> **Information given**:
--

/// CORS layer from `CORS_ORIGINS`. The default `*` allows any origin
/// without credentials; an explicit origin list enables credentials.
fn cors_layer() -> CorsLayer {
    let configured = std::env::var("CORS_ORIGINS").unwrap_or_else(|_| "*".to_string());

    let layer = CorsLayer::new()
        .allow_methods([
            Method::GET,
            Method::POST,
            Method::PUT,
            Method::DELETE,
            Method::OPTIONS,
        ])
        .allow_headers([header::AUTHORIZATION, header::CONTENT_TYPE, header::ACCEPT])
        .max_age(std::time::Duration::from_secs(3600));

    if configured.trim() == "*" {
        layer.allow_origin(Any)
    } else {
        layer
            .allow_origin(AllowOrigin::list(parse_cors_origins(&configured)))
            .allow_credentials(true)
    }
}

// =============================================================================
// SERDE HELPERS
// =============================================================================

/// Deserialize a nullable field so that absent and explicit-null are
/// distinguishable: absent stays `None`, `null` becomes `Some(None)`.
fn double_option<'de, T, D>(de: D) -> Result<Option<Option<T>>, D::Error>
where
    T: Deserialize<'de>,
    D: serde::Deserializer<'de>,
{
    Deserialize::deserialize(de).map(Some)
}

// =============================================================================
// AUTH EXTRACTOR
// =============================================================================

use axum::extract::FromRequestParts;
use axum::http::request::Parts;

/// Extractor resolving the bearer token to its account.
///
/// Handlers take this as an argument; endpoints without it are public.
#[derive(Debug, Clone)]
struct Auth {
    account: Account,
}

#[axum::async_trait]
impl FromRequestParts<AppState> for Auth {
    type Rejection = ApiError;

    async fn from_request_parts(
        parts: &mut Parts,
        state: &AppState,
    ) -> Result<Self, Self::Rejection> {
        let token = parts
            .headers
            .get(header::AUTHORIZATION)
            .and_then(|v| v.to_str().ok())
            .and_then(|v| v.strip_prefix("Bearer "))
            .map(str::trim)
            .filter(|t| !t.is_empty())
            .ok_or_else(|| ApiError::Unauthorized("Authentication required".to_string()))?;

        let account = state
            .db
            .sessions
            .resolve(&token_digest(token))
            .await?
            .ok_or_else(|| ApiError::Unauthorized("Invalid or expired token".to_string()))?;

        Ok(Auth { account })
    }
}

--

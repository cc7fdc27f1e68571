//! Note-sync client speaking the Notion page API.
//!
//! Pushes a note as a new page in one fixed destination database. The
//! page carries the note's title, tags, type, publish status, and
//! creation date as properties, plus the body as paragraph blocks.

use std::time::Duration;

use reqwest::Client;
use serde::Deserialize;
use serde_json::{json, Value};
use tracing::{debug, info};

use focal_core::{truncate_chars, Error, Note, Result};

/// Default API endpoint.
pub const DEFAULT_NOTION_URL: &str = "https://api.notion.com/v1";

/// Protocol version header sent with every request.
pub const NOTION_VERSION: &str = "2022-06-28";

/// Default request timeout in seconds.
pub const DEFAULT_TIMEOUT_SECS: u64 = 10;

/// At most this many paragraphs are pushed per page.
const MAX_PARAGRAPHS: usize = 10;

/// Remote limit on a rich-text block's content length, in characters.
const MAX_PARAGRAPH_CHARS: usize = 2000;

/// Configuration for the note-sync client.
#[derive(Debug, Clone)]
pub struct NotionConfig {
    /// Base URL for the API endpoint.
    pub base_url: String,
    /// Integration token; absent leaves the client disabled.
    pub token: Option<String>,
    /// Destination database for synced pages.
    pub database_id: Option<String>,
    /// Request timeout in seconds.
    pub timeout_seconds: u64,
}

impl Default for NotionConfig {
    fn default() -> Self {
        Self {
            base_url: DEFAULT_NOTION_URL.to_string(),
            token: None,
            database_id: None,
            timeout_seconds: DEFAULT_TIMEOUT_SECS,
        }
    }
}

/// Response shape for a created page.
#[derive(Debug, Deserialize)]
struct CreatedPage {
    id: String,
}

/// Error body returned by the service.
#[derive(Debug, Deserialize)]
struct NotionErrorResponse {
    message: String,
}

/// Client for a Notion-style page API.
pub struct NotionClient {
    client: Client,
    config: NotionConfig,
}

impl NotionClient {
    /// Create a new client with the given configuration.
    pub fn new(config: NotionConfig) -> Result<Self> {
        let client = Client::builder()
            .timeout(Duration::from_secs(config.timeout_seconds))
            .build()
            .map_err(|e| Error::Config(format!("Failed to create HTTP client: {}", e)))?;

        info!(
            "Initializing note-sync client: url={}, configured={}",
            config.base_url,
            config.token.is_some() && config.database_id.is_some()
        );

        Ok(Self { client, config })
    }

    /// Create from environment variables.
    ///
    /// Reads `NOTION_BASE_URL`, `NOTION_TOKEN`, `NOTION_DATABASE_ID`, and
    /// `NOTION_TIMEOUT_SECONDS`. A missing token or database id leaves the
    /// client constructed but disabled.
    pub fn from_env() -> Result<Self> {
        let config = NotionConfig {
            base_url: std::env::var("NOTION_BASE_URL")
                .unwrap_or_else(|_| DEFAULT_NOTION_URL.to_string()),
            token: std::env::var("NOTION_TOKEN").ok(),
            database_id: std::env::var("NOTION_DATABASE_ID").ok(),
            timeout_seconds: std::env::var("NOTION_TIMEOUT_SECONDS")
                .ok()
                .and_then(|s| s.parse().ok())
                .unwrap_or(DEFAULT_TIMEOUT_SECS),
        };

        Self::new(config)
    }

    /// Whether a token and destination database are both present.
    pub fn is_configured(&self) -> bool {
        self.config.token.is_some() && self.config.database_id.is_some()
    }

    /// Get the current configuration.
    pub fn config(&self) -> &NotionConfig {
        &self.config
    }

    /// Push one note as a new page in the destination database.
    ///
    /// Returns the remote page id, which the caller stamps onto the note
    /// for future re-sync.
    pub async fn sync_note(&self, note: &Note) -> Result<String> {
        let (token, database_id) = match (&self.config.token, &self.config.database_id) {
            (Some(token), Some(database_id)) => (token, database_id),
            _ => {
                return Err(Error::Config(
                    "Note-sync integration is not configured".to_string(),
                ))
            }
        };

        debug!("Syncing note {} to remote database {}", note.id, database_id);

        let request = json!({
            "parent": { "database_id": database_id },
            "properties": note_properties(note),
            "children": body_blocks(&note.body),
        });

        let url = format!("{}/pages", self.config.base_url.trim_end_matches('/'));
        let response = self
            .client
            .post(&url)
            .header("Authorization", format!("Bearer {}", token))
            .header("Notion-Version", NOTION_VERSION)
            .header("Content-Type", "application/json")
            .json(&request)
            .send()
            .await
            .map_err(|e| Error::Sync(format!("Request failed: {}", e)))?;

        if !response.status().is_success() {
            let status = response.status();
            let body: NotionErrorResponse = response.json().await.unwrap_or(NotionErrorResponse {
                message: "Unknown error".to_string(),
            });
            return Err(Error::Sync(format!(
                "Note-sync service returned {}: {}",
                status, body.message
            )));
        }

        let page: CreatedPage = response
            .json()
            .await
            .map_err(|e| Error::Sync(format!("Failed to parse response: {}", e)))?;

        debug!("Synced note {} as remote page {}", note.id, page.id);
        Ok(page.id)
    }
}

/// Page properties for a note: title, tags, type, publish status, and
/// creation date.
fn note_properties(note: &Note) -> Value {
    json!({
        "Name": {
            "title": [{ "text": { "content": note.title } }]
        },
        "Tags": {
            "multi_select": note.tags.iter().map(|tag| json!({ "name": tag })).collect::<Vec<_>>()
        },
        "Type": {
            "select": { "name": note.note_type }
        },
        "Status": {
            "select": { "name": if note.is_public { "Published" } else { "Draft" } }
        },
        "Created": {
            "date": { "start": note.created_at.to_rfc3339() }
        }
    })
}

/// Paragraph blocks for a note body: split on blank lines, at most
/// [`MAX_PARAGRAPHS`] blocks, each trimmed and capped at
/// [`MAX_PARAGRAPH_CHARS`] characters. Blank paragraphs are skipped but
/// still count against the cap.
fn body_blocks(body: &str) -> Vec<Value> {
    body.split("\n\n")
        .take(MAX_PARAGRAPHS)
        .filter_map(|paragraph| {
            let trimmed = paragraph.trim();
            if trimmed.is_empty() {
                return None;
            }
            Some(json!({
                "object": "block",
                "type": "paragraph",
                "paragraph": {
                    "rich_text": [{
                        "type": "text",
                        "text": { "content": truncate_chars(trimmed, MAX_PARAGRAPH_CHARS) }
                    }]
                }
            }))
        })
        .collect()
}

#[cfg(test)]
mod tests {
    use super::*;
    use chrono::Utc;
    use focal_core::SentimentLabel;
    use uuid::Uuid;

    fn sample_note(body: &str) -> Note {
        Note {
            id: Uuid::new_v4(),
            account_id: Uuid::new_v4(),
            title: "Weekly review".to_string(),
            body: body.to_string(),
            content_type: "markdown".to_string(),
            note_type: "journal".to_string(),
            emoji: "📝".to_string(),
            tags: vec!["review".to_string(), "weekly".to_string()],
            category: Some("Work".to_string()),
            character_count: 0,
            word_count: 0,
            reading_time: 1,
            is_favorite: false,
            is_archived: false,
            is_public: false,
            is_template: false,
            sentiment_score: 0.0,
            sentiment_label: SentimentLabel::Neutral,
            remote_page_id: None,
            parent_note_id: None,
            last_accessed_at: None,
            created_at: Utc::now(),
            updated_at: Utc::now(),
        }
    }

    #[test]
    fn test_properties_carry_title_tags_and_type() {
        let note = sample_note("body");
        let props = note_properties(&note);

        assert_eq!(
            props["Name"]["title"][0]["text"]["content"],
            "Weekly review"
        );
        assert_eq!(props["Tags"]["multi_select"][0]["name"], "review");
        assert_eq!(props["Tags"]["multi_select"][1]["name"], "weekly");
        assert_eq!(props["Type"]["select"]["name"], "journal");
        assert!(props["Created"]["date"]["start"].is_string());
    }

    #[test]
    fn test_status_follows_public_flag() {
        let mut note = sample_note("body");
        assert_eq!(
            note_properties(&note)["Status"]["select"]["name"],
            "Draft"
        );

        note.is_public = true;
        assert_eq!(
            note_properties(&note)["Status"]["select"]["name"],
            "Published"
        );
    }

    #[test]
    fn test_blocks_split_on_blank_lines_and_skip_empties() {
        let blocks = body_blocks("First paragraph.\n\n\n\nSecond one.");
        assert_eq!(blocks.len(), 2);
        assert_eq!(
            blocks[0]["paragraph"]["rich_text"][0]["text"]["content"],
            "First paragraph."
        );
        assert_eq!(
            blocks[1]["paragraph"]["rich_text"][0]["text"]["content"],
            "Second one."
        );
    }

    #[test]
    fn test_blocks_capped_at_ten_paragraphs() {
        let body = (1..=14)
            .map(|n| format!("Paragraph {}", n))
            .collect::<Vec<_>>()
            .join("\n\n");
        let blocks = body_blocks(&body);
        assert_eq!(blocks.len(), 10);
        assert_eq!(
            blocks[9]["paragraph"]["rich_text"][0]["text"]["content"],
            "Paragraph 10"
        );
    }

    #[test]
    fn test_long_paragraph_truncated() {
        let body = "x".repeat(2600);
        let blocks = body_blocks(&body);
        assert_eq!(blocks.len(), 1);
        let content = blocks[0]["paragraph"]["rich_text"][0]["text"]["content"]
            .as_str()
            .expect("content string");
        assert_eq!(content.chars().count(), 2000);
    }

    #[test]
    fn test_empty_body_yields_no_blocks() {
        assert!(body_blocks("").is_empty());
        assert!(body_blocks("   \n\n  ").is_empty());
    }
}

--

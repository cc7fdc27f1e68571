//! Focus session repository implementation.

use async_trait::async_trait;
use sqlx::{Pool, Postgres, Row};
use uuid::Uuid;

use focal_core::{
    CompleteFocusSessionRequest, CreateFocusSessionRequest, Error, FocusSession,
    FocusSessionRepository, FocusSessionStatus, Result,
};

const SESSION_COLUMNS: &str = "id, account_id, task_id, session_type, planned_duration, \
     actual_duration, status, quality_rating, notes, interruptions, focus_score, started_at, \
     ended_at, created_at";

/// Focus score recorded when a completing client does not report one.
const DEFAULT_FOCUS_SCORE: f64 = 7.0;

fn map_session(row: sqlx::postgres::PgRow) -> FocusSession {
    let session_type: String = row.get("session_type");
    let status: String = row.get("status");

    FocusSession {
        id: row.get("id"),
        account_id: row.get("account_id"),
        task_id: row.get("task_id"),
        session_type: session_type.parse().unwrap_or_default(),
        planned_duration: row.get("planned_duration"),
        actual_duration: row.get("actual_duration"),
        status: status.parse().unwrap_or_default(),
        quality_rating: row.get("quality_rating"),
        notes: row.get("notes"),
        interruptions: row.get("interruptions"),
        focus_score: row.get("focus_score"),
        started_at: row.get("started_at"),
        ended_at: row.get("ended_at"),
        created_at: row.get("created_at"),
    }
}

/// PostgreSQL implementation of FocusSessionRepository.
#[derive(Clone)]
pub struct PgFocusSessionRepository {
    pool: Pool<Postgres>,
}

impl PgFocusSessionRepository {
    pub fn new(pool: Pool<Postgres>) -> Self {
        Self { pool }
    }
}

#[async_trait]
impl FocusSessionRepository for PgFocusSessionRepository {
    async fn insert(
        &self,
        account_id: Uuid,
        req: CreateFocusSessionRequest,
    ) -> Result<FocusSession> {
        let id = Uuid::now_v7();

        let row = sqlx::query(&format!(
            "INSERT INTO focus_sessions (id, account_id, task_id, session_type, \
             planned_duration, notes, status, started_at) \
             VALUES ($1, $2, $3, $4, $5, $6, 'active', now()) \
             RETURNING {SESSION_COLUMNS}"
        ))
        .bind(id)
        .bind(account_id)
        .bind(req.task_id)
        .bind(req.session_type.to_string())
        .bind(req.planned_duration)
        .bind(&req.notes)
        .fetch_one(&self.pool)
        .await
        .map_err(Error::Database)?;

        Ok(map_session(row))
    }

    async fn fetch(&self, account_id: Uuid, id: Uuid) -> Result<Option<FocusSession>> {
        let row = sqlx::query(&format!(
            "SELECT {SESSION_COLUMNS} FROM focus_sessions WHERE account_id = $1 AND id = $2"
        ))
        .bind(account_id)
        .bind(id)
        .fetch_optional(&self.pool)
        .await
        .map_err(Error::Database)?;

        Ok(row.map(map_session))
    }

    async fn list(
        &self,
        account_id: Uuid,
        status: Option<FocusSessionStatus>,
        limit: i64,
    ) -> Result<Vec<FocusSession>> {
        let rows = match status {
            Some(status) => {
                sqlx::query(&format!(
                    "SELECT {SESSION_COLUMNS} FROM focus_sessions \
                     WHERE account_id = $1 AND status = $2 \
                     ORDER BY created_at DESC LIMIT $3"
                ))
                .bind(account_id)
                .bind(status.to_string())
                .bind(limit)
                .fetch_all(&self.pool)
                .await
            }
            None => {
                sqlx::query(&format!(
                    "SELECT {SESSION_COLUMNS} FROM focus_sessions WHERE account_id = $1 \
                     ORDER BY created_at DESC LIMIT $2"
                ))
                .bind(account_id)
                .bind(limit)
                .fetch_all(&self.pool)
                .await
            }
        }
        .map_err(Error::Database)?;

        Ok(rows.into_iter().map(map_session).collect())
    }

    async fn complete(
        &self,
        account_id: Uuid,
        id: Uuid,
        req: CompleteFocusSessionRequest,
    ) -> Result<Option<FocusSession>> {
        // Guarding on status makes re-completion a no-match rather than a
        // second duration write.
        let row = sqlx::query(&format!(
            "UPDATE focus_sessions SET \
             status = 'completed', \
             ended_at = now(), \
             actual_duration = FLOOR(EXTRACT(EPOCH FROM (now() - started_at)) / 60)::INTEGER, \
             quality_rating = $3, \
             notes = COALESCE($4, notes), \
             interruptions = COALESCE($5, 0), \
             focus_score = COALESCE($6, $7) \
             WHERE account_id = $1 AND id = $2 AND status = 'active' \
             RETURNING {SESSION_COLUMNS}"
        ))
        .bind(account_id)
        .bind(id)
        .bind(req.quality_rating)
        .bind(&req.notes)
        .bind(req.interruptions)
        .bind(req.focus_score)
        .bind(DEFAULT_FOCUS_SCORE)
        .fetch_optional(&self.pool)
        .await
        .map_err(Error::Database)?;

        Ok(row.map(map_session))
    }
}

--

Only the lines above from the line with "pushed per page." to the line with "pub fn new(config: NotionConfig)", those two lines included, should be reproduced exactly.

> **Your solution**:
/// At most this many paragraphs are pushed per page.
const MAX_PARAGRAPHS: usize = 10;

/// Remote limit on a rich-text block's content length, in characters.
const MAX_PARAGRAPH_CHARS: usize = 2000;

/// Configuration for the note-sync client.
#[derive(Debug, Clone)]
pub struct NotionConfig {
    /// Base URL for the API endpoint.
    pub base_url: String,
    /// Integration token; absent leaves the client disabled.
    pub token: Option<String>,
    /// Destination database for synced pages.
    pub database_id: Option<String>,
    /// Request timeout in seconds.
    pub timeout_seconds: u64,
}

impl Default for NotionConfig {
    fn default() -> Self {
        Self {
            base_url: DEFAULT_NOTION_URL.to_string(),
            token: None,
            database_id: None,
            timeout_seconds: DEFAULT_TIMEOUT_SECS,
        }
    }
}

/// Response shape for a created page.
#[derive(Debug, Deserialize)]
struct CreatedPage {
    id: String,
}

/// Error body returned by the service.
#[derive(Debug, Deserialize)]
struct NotionErrorResponse {
    message: String,
}

/// Client for a Notion-style page API.
pub struct NotionClient {
    client: Client,
    config: NotionConfig,
}

impl NotionClient {
    /// Create a new client with the given configuration.
    pub fn new(config: NotionConfig) -> Result<Self> {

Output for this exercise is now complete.